An acute rejection is believed to occure more frequently in the retransplant patients group. Antibody-mediated rejection may have an adverse effect on graft outcome. Kidney retransplant is a best approach to treat patients with renal allograft failure that allows them to avoid the risk of morbidity and mortality, connected with a return to dialysis and it is now reported that 1-year graft survival rated for second kidney transplants approach those of primary transplantations. In order to eliminate the influence of donor type on the kidney transplantation results, only pairs of patients with common donor were included in the analysis which resulted in 33 pairs of patients, in which the control group stated primary graft recipients.

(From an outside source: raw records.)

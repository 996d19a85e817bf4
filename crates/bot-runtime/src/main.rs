//! # Community Bot Runtime
//!
//! Wires the welcome engine to a chain node and a signing wallet, loads
//! configuration, and runs the ingestion loop until ctrl-c.
//!
//! ## Startup Sequence
//!
//! 1. Initialize logging
//! 2. Load configuration (JSON file argument + env overrides)
//! 3. Open the durable state store and dedup ledger (fatal on failure)
//! 4. Wire the RPC adapters
//! 5. Run the ingestion loop

mod config;
mod rpc;

use std::path::Path;
use std::sync::Arc;

use anyhow::{Context, Result};
use tracing::{info, Level};
use tracing_subscriber::FmtSubscriber;

use welcome_engine::{FileDedupLedger, FileStateStore, IngestionService, VERSION};

use crate::config::RuntimeConfig;
use crate::rpc::{CondenserRpc, WalletRpc};

#[tokio::main]
async fn main() -> Result<()> {
    // Initialize logging
    let subscriber = FmtSubscriber::builder()
        .with_max_level(Level::INFO)
        .with_target(true)
        .finish();
    tracing::subscriber::set_global_default(subscriber)?;

    info!("===========================================");
    info!("  Community Bot Runtime v{VERSION}");
    info!("===========================================");

    // Load configuration
    let config_path = std::env::args()
        .nth(1)
        .context("usage: bot-runtime <config.json>")?;
    let config = RuntimeConfig::load(Path::new(&config_path))?;
    let engine_config = config.engine_config()?;
    info!("[runtime] acting as @{}", config.account);
    info!("[runtime] node: {}", config.node_url);
    info!("[runtime] data dir: {:?}", config.data_dir());

    // Durable storage: failure here is fatal, the loop must not run with
    // an unpersisted checkpoint.
    let data_dir = config.data_dir();
    let state = Arc::new(FileStateStore::open(&data_dir).context("opening state store")?);
    let dedup = Arc::new(
        FileDedupLedger::open(data_dir.join("dedup.json")).context("opening dedup ledger")?,
    );

    // External collaborators
    let ledger = Arc::new(CondenserRpc::new(config.node_url.clone()));
    let actions = Arc::new(WalletRpc::new(config.wallet_url.clone()));

    let service = IngestionService::new(engine_config, ledger, actions, state, dedup);

    info!("[runtime] starting ingestion loop");
    tokio::select! {
        result = service.run(config.start_from) => {
            result.context("ingestion loop failed")?;
        }
        _ = tokio::signal::ctrl_c() => {
            info!("[runtime] shutdown signal received");
        }
    }
    Ok(())
}
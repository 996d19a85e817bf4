//! # Domain Entities
//!
//! Blocks, operations, resolved posts, and dedup records.

use chrono::Utc;
use serde::{Deserialize, Serialize};

/// One sequence-numbered block fetched from the ledger. Immutable once
/// fetched; the source chain is treated as final.
#[derive(Clone, Debug, Serialize, Deserialize, PartialEq, Eq)]
pub struct Block {
    /// Block number (the checkpoint sequence).
    pub number: u64,
    /// Number of transactions in the block. A block with zero transactions
    /// is a legitimate no-op.
    pub transaction_count: usize,
}

impl Block {
    /// Create a new block record.
    pub fn new(number: u64, transaction_count: usize) -> Self {
        Self {
            number,
            transaction_count,
        }
    }
}

/// A typed operation inside a block.
///
/// Closed enum: only comment operations are relevant to the bot, and
/// unknown operation tags are ignored by construction (the adapter simply
/// never builds them).
#[derive(Clone, Debug, Serialize, Deserialize, PartialEq, Eq)]
#[serde(tag = "type", rename_all = "snake_case")]
pub enum Operation {
    /// A comment: either a root post or a reply.
    Comment(CommentOp),
}

/// A comment operation as it appears on-chain.
#[derive(Clone, Debug, Serialize, Deserialize, PartialEq, Eq)]
pub struct CommentOp {
    /// Comment author.
    pub author: String,
    /// Comment permlink (resource identifier, unique per author).
    pub permlink: String,
    /// Author of the parent content; empty for a root post.
    pub parent_author: String,
    /// Permlink of the parent content.
    pub parent_permlink: String,
    /// Free-text body.
    pub body: String,
}

impl CommentOp {
    /// A root post has no parent author.
    pub fn is_root_post(&self) -> bool {
        self.parent_author.is_empty()
    }
}

/// A resolved piece of content, fetched by (author, permlink).
#[derive(Clone, Debug, Serialize, Deserialize, PartialEq, Eq)]
pub struct Post {
    /// Post author.
    pub author: String,
    /// Post permlink.
    pub permlink: String,
    /// Author of the parent content; empty for a root post.
    pub parent_author: String,
    /// Permlink of the parent content.
    pub parent_permlink: String,
    /// Post body.
    pub body: String,
}

impl Post {
    /// A root post has no parent author.
    pub fn is_root_post(&self) -> bool {
        self.parent_author.is_empty()
    }

    /// `@author/permlink` form used in log lines.
    pub fn full_link(&self) -> String {
        format!("@{}/{}", self.author, self.permlink)
    }
}

/// Dynamic chain properties captured right after a block is processed.
///
/// Persisted for diagnostics and resume fallback only; the checkpoint is
/// authoritative for resumption.
#[derive(Clone, Debug, Default, Serialize, Deserialize, PartialEq, Eq)]
pub struct ChainSnapshot {
    /// Head block number at capture time.
    pub head_block_number: u64,
    /// Chain time at capture time.
    pub time: String,
}

impl ChainSnapshot {
    /// Snapshot at a given head with no chain time.
    pub fn at_head(head_block_number: u64) -> Self {
        Self {
            head_block_number,
            time: String::new(),
        }
    }
}

/// Logical dedup tables.
#[derive(Clone, Copy, Debug, PartialEq, Eq, Hash)]
pub enum DedupTable {
    /// One welcome per author. Membership is tested by author alone.
    Welcome,
    /// One vote per (author, permlink).
    Upvote,
}

impl DedupTable {
    /// Stable table name used as the storage key prefix.
    pub fn as_str(&self) -> &'static str {
        match self {
            DedupTable::Welcome => "welcome",
            DedupTable::Upvote => "upvote",
        }
    }
}

/// A persisted "already handled" fact. Created once per qualifying command,
/// never mutated or deleted.
#[derive(Clone, Debug, Serialize, Deserialize, PartialEq, Eq)]
pub struct DedupRecord {
    /// Actor the side effect was performed for.
    pub author: String,
    /// Resource the side effect targeted.
    pub permlink: String,
    /// When the record was written.
    pub created_at: String,
}

impl DedupRecord {
    /// Create a record timestamped now.
    pub fn new(author: &str, permlink: &str) -> Self {
        Self {
            author: author.to_string(),
            permlink: permlink.to_string(),
            created_at: Utc::now().to_rfc3339(),
        }
    }
}

#[cfg(test)]
mod tests {
    use super::*;

    fn comment(parent_author: &str) -> CommentOp {
        CommentOp {
            author: "alice".to_string(),
            permlink: "my-post".to_string(),
            parent_author: parent_author.to_string(),
            parent_permlink: String::new(),
            body: "hello".to_string(),
        }
    }

    #[test]
    fn test_root_post_detection() {
        assert!(comment("").is_root_post());
        assert!(!comment("bob").is_root_post());
    }

    #[test]
    fn test_post_full_link() {
        let post = Post {
            author: "alice".to_string(),
            permlink: "my-post".to_string(),
            parent_author: String::new(),
            parent_permlink: String::new(),
            body: String::new(),
        };
        assert_eq!(post.full_link(), "@alice/my-post");
    }

    #[test]
    fn test_dedup_table_names() {
        assert_eq!(DedupTable::Welcome.as_str(), "welcome");
        assert_eq!(DedupTable::Upvote.as_str(), "upvote");
    }

    #[test]
    fn test_dedup_record_timestamped() {
        let record = DedupRecord::new("alice", "my-post");
        assert_eq!(record.author, "alice");
        assert!(!record.created_at.is_empty());
    }

    #[test]
    fn test_snapshot_roundtrip() {
        let snapshot = ChainSnapshot {
            head_block_number: 42,
            time: "2026-01-01T00:00:00".to_string(),
        };
        let json = serde_json::to_string(&snapshot).unwrap();
        let back: ChainSnapshot = serde_json::from_str(&json).unwrap();
        assert_eq!(back, snapshot);
    }
}
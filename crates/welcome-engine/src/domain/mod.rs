//! # Domain Layer
//!
//! Core types for block ingestion and command dispatch.

pub mod command;
pub mod entities;
pub mod errors;

pub use command::{Command, CommandMatcher};
pub use entities::{Block, ChainSnapshot, CommentOp, DedupRecord, DedupTable, Operation, Post};
pub use errors::EngineError;
//! # Ports
//!
//! Outbound traits for everything the engine depends on, plus mock
//! implementations used by the application-layer tests.

pub mod outbound;

pub use outbound::{
    ActionClient, DedupLedger, LedgerClient, MockActionClient, MockLedger, StateStore,
    SubmittedReply, SubmittedVote,
};
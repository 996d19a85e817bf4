//! # Engine Configuration
//!
//! Configuration for the ingestion loop and command processor. Built once at
//! startup and passed in explicitly; the engine holds no ambient globals.

use serde::{Deserialize, Serialize};
use std::collections::HashSet;

/// Total fetch attempts per block before the block is skipped.
pub const DEFAULT_FETCH_ATTEMPTS: u32 = 4;

/// Default upvote weight in percent.
pub const DEFAULT_VOTE_WEIGHT: i16 = 80;

/// Engine configuration.
#[derive(Clone, Debug, Serialize, Deserialize)]
pub struct EngineConfig {
    /// Account the bot posts and votes as. Commands must address this
    /// account (`@account !welcome`).
    pub account: String,

    /// Authors excluded from all command handling.
    pub blacklist: HashSet<String>,

    /// Reply body template. `$username` is replaced with the welcomed
    /// author's name.
    pub reply_template: String,

    /// Vote weight in percent (positive = upvote).
    pub vote_weight: i16,

    /// Total fetch attempts per block (first try included).
    pub fetch_attempts: u32,
}

impl Default for EngineConfig {
    fn default() -> Self {
        Self {
            account: "communitybot".to_string(),
            blacklist: HashSet::new(),
            reply_template: "Welcome to the community, $username!".to_string(),
            vote_weight: DEFAULT_VOTE_WEIGHT,
            fetch_attempts: DEFAULT_FETCH_ATTEMPTS,
        }
    }
}

impl EngineConfig {
    /// Create a config for testing.
    pub fn for_testing() -> Self {
        Self {
            account: "bot".to_string(),
            blacklist: HashSet::new(),
            reply_template: "Welcome aboard, $username!".to_string(),
            vote_weight: DEFAULT_VOTE_WEIGHT,
            fetch_attempts: DEFAULT_FETCH_ATTEMPTS,
        }
    }
}

#[cfg(test)]
mod tests {
    use super::*;

    #[test]
    fn test_default_config() {
        let config = EngineConfig::default();
        assert_eq!(config.fetch_attempts, 4);
        assert_eq!(config.vote_weight, 80);
        assert!(config.blacklist.is_empty());
    }

    #[test]
    fn test_testing_config() {
        let config = EngineConfig::for_testing();
        assert_eq!(config.account, "bot");
        assert!(config.reply_template.contains("$username"));
    }
}
//! Overview screen — proxy identity, share results, and hashrate windows.

use color_eyre::eyre::Result;
use ratatui::Frame;
use ratatui::layout::{Constraint, Layout, Rect};
use ratatui::style::Style;
use ratatui::text::{Line, Span};
use ratatui::widgets::{Block, BorderType, Borders, Paragraph};

use hashwatch_core::{DashboardSnapshot, now_ms};

use crate::action::Action;
use crate::component::Component;
use crate::theme;
use crate::widgets::fmt;

pub struct OverviewScreen {
    focused: bool,
    snapshot: DashboardSnapshot,
}

impl OverviewScreen {
    pub fn new() -> Self {
        Self {
            focused: false,
            snapshot: DashboardSnapshot::default(),
        }
    }

    fn label_value<'a>(label: &'a str, value: String) -> Line<'a> {
        Line::from(vec![
            Span::styled(format!("  {label:<16}"), theme::field_label()),
            Span::styled(value, theme::field_value()),
        ])
    }

    fn render_proxy_panel(&self, frame: &mut Frame, area: Rect) {
        let block = Block::default()
            .title(" Proxy ")
            .title_style(theme::title_style())
            .borders(Borders::ALL)
            .border_type(BorderType::Rounded)
            .border_style(if self.focused {
                theme::border_focused()
            } else {
                theme::border_default()
            });
        let inner = block.inner(area);
        frame.render_widget(block, area);

        let Some(summary) = self.snapshot.summary.as_deref() else {
            frame.render_widget(
                Paragraph::new(Line::from(Span::styled(
                    "  waiting for data...",
                    theme::key_hint(),
                ))),
                inner,
            );
            return;
        };

        let lines = vec![
            Line::from(""),
            Self::label_value("ID", summary.id.clone()),
            Self::label_value("Worker ID", summary.worker_id.clone()),
            Self::label_value("Version", summary.version.clone()),
            Self::label_value("Uptime", fmt::timespan(summary.uptime)),
            Self::label_value(
                "Miners",
                format!("{} now / {} max", summary.miners.now, summary.miners.max),
            ),
            Self::label_value("Upstreams", summary.upstreams.to_string()),
        ];
        frame.render_widget(Paragraph::new(lines), inner);
    }

    fn render_results_panel(&self, frame: &mut Frame, area: Rect) {
        let block = Block::default()
            .title(" Results ")
            .title_style(theme::title_style())
            .borders(Borders::ALL)
            .border_type(BorderType::Rounded)
            .border_style(theme::border_default());
        let inner = block.inner(area);
        frame.render_widget(block, area);

        let Some(summary) = self.snapshot.summary.as_deref() else {
            return;
        };
        let results = &summary.results;

        let lines = vec![
            Line::from(""),
            Line::from(vec![
                Span::styled("  Accepted        ", theme::field_label()),
                Span::styled(
                    fmt::count(results.accepted),
                    Style::default().fg(theme::SUCCESS_GREEN),
                ),
            ]),
            Line::from(vec![
                Span::styled("  Rejected        ", theme::field_label()),
                Span::styled(
                    fmt::count(results.rejected),
                    Style::default().fg(theme::WARNING_YELLOW),
                ),
            ]),
            Line::from(vec![
                Span::styled("  Invalid         ", theme::field_label()),
                Span::styled(
                    fmt::count(results.invalid),
                    Style::default().fg(theme::ERROR_RED),
                ),
            ]),
            Self::label_value("Avg share time", format!("{:.1} ms", results.avg_time)),
            Self::label_value("Latency", format!("{:.1} ms", results.latency)),
            Self::label_value("Total hashes", fmt::count(results.hashes_total)),
        ];
        frame.render_widget(Paragraph::new(lines), inner);
    }

    fn render_hashrate_panel(&self, frame: &mut Frame, area: Rect) {
        const WINDOWS: [&str; 5] = ["1 min", "10 min", "1 hour", "12 hours", "24 hours"];

        let block = Block::default()
            .title(" Hashrate ")
            .title_style(theme::title_style())
            .borders(Borders::ALL)
            .border_type(BorderType::Rounded)
            .border_style(theme::border_default());
        let inner = block.inner(area);
        frame.render_widget(block, area);

        let Some(summary) = self.snapshot.summary.as_deref() else {
            return;
        };

        let mut lines = vec![Line::from("")];
        for (label, sample) in WINDOWS.iter().zip(summary.hashrate.total.iter()) {
            lines.push(Self::label_value(label, fmt::hashrate(*sample)));
        }
        frame.render_widget(Paragraph::new(lines), inner);
    }

    fn render_status_line(&self, frame: &mut Frame, area: Rect) {
        let line = if let Some(error) = &self.snapshot.error {
            Line::from(vec![
                Span::styled(" ✗ ", Style::default().fg(theme::ERROR_RED)),
                Span::styled(error.clone(), Style::default().fg(theme::ERROR_RED)),
            ])
        } else if let Some(ts) = self.snapshot.last_success {
            Line::from(vec![
                Span::styled(" ✓ ", Style::default().fg(theme::SUCCESS_GREEN)),
                Span::styled(
                    format!("updated {}", fmt::last_seen(ts, now_ms())),
                    theme::key_hint(),
                ),
            ])
        } else {
            Line::from(Span::styled(" no data yet", theme::key_hint()))
        };
        frame.render_widget(Paragraph::new(line), area);
    }
}

impl Component for OverviewScreen {
    fn update(&mut self, action: &Action) -> Result<Option<Action>> {
        if let Action::SnapshotUpdated(snapshot) = action {
            self.snapshot = snapshot.clone();
        }
        Ok(None)
    }

    fn render(&self, frame: &mut Frame, area: Rect) {
        let rows = Layout::vertical([
            Constraint::Length(9),
            Constraint::Min(8),
            Constraint::Length(1),
        ])
        .split(area);

        let top = Layout::horizontal([Constraint::Percentage(50), Constraint::Percentage(50)])
            .split(rows[0]);

        self.render_proxy_panel(frame, top[0]);
        self.render_results_panel(frame, top[1]);
        self.render_hashrate_panel(frame, rows[1]);
        self.render_status_line(frame, rows[2]);
    }

    fn set_focused(&mut self, focused: bool) {
        self.focused = focused;
    }

    fn id(&self) -> &str {
        "overview"
    }
}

The frequency of acute rejection during the follow-up period (2 years) was analysed. There were twice as many episodes of acute rejection in the second group than in the first group. All of the retransplant patients received an induction immunosuppressive therapy. In the control group, two patients that had an acute rejection episode did not receive induction therapy. All of the patients have survived the follow-up period. The graft failure was observed only in the second group. 5 patients had lost their kidney, including one loss due to acute rejection. Our data on kidney retransplantation show that an excellent outcomes with low risk of acute rejection episodes are attainable. However, that specific group of patients should always be evaluated with caution and proper immunosuppressive therapy should be administered.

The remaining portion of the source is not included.